Кстати, именно в этих поездках по местным деревням я имел возможность почувствовать разницу между отношением к своему, личному, и к колхозному. Когда у агронома, в избе которого я остановился, отелилась корова, теленочка взяли в дом и ухаживали за ним гораздо заботливей, чем за мной, гостем. И на огороде у агронома был такой порядок, что залюбуешься. А как растили ту же картошку на колхозных полях — без слез смотреть было невозможно!

Еще я иногда ездил по деревням, чтобы выколачивать из местных баб-колхозниц (мужиков-то почти не было!) деньги на заем[15]. Ох, уж как они меня проклинали! Тогда ведь все были абсолютно нищие, работали не за деньги, а за трудодни, на которые практически ничего не выдавали.

Колхозы в Погорельском районе были невероятно бедны. В войну они были под немцами, после войны хозяйства так и остались без мужиков, избы в деревнях стояли ветхие, вросшие в землю, многие без стекол — со слюдой в слепых окошках. Окошки не отворялись, форточек, как правило, не было. Духота, смрад, голозадые неумытые дети в рубашонках… Это было страшно, поверьте мне! И мне был о стыдно идти к этим людям и вымогать у них последние гроши.

Так что должен признаться: я мало агитировал этих крестьян. В основном сидел дома у агронома (или где там доводилось останавливаться) и помогал по хозяйству в меру своего умения и сил. А вечером пил с хозяином самогон.

Такое тесное общение с этими людьми породнило меня с ними — я их полюбил всей душой: и баб на колхозных фермах, и безруких, безногих инвалидов-фронтовиков. Мне стали близки их страдания, их трудности, я не только видел, я вместе с ними жил в этой безысходности — в этой в широком смысле грязи, в этих трудах, в этом пьянстве.

Как люб мне натугой живущий,

Столетьем считающий год,

Рожающий, спящий, орущий,

К земле пригвожденный народ.

Я видел, как иногда вскипал угнетенный дух этих несчастных. Однажды при мне на партийном собрании расшумелся один такой обездоленный инвалид войны — да так, что ведущий собрание третий секретарь райкома со страха залез под стол, став посмешищем всего района. Конечно, мужику этого не простили и сурово расправились, дав срок за хулиганство…

Я рад, что познал эту провинциальную или, скорее, деревенскую жизнь без прикрас, во всех ее проявлениях. Я видел кабацкие драки, а не только читал про них у Есенина — даже участвовал несколько раз, хоть и не был никогда физически мощным и мне частенько доставалось. Но ведь не одни только мерзости были в этих провинциальных городках, таких жалких и некрасивых на первый взгляд столичного жителя!
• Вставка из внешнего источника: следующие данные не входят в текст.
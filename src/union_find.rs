//! Disjoint-set forest with path compression and union by rank.

use std::io::{self, Write};
use tracing::instrument;

#[derive(Debug, Clone)]
pub struct DisjointSet {
    parent: Vec<usize>,
    rank: Vec<u8>,
    size: Vec<usize>,
    components: usize,
}

impl DisjointSet {
    /// `n` singleton sets `{0}, {1}, ..., {n - 1}`.
    pub fn new(n: usize) -> Self {
        Self {
            parent: (0..n).collect(),
            rank: vec![0; n],
            size: vec![1; n],
            components: n,
        }
    }

    pub fn len(&self) -> usize {
        self.parent.len()
    }

    pub fn is_empty(&self) -> bool {
        self.parent.is_empty()
    }

    /// Representative of `x`'s set, or `None` if `x` is out of range.
    ///
    /// Every node on the walked path is re-pointed straight at the root.
    pub fn find(&mut self, x: usize) -> Option<usize> {
        if x >= self.parent.len() {
            return None;
        }
        let mut root = x;
        while self.parent[root] != root {
            root = self.parent[root];
        }
        let mut current = x;
        while self.parent[current] != root {
            let next = self.parent[current];
            self.parent[current] = root;
            current = next;
        }
        Some(root)
    }

    /// Merges the sets of `a` and `b`. Returns `false` if they were already
    /// joined or either is out of range.
    pub fn union(&mut self, a: usize, b: usize) -> bool {
        let (Some(ra), Some(rb)) = (self.find(a), self.find(b)) else {
            return false;
        };
        if ra == rb {
            return false;
        }

        // Attach the shallower tree below the deeper one.
        let (child, root) = if self.rank[ra] < self.rank[rb] {
            (ra, rb)
        } else {
            (rb, ra)
        };
        self.parent[child] = root;
        self.size[root] += self.size[child];
        if self.rank[ra] == self.rank[rb] {
            self.rank[root] += 1;
        }
        self.components -= 1;
        true
    }

    pub fn connected(&mut self, a: usize, b: usize) -> bool {
        match (self.find(a), self.find(b)) {
            (Some(ra), Some(rb)) => ra == rb,
            _ => false,
        }
    }

    /// Number of disjoint sets.
    pub fn component_count(&self) -> usize {
        self.components
    }

    /// Size of the set containing `x`.
    pub fn component_size(&mut self, x: usize) -> Option<usize> {
        let root = self.find(x)?;
        Some(self.size[root])
    }
}

/// Connected components of an undirected graph on `n` vertices.
pub fn count_components(n: usize, edges: &[(usize, usize)]) -> usize {
    let mut sets = DisjointSet::new(n);
    for &(a, b) in edges {
        sets.union(a, b);
    }
    sets.component_count()
}

#[instrument(level = "trace", skip_all)]
pub fn demonstrate<W: Write>(out: &mut W) -> io::Result<()> {
    let mut sets = DisjointSet::new(8);
    for (a, b) in [(0, 1), (1, 2), (3, 4), (5, 6), (6, 7)] {
        sets.union(a, b);
    }
    writeln!(out, "after unions (0,1) (1,2) (3,4) (5,6) (6,7):")?;
    writeln!(out, "  components:     {}", sets.component_count())?;
    writeln!(out, "  0 ~ 2:          {}", sets.connected(0, 2))?;
    writeln!(out, "  2 ~ 3:          {}", sets.connected(2, 3))?;
    writeln!(out, "  size of {{5}}:   {:?}", sets.component_size(5))?;
    writeln!(out, "  union(2, 3):    {}", sets.union(2, 3))?;
    writeln!(out, "  union(0, 4):    {}", sets.union(0, 4))?;
    writeln!(out, "  components:     {}", sets.component_count())?;
    writeln!(
        out,
        "components of 5 vertices with edges [(0,1), (1,2), (3,4)]: {}",
        count_components(5, &[(0, 1), (1, 2), (3, 4)])
    )?;
    Ok(())
}

#[cfg(test)]
mod tests {
    use super::*;

    #[test]
    fn test_union_and_find() {
        let mut sets = DisjointSet::new(6);
        assert_eq!(sets.component_count(), 6);
        assert!(sets.union(0, 1));
        assert!(sets.union(1, 2));
        assert!(!sets.union(0, 2));
        assert!(sets.connected(0, 2));
        assert!(!sets.connected(0, 3));
        assert_eq!(sets.component_count(), 4);
        assert_eq!(sets.component_size(2), Some(3));
        assert_eq!(sets.component_size(5), Some(1));
    }

    #[test]
    fn test_out_of_range() {
        let mut sets = DisjointSet::new(2);
        assert_eq!(sets.find(2), None);
        assert!(!sets.union(0, 9));
        assert!(!sets.connected(0, 9));
        assert_eq!(sets.component_size(9), None);
    }

    #[test]
    fn test_path_compression_flattens() {
        let mut sets = DisjointSet::new(5);
        for i in 0..4 {
            sets.union(i, i + 1);
        }
        let root = sets.find(4).unwrap();
        for i in 0..5 {
            assert_eq!(sets.find(i), Some(root));
            assert_eq!(sets.parent[i], root);
        }
    }

    #[test]
    fn test_count_components() {
        assert_eq!(count_components(5, &[(0, 1), (1, 2), (3, 4)]), 2);
        assert_eq!(count_components(3, &[]), 3);
        assert_eq!(count_components(0, &[]), 0);
    }
}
Я помню, как складывались мои отношения с хозяевами квартир, где я жил и столовался, — с теплотой и заботой, неуклюже порой, они искренне старались сделать сносным существование непривычного к сельской жизни горожанина. Стоит пожить там, как начинаешь находить особую прелесть в более простых и человечных отношениях между людьми (такие отношения еще можно было встретить в Москве моего детства и ранней юности, а вот когда я вернулся туда после пятнадцати лет работы в Калининской области — их уже почти не осталось).

Своей активной агитационно-пропагандистской деятельностью я заслужил нежданно-негаданно высокую честь быть рекомендованным в партию.

Рекомендовало меня бюро райкома комсомола. Я довольно сильно напугался, так как никогда не был большим приверженцем КПСС. Но это ведь был период оттепели, в которую я всей душой поверил, как, впрочем, и многие в нашей стране. Я действительно был убежден тогда в возможности построения социализма, как потом стали говорить, «с человеческим лицом».

Такая доверчивость, на первый взгляд, вступает в противоречие с моей профессиональной деятельностью, которая требует от меня сомневаться во всем, проверять каждое утверждение, каждый довод обвинения. И я это делаю. Куда же девается моя доверчивость? И, наоборот, куда исчезают мой скептицизм и подозрительность при столкновении с явлениями жизни вне судебных уголовных или гражданских дел? И во что же я верю в таком случае?

Думаю, все дело в том, что я охотно верю в доброе начало, в чистоту помыслов, в честность людей, и мне трудно строить отношения с людьми, подозревая их во всех тяжких грехах. В суде я как раз и отстаиваю эту веру в людей и не доверяю попыткам опорочить их и приписать им дурные намерения и преступные деяния. Так моя доверчивость легко уживается с моим же критическим отношением ко всему тому, что эту веру в человека пытается разрушить.

Что же касается моей «политической доверчивости», то хочется надеяться, что она не от природной глупости, а от того, что я жил больше другими интересами, и мне проще было многое принимать на веру, не давая себе труда, не тратя интеллектуальных усилий на критическое осмысление всего не столь интересного и важного. Я любил свою работу, любил живопись, литературу, музыку; любил своих друзей и родных; любил женщин. Признаюсь: мне многие годы было интереснее пытаться понять психологию какой-нибудь красотки, чем усваивать смысл постановления ЦК.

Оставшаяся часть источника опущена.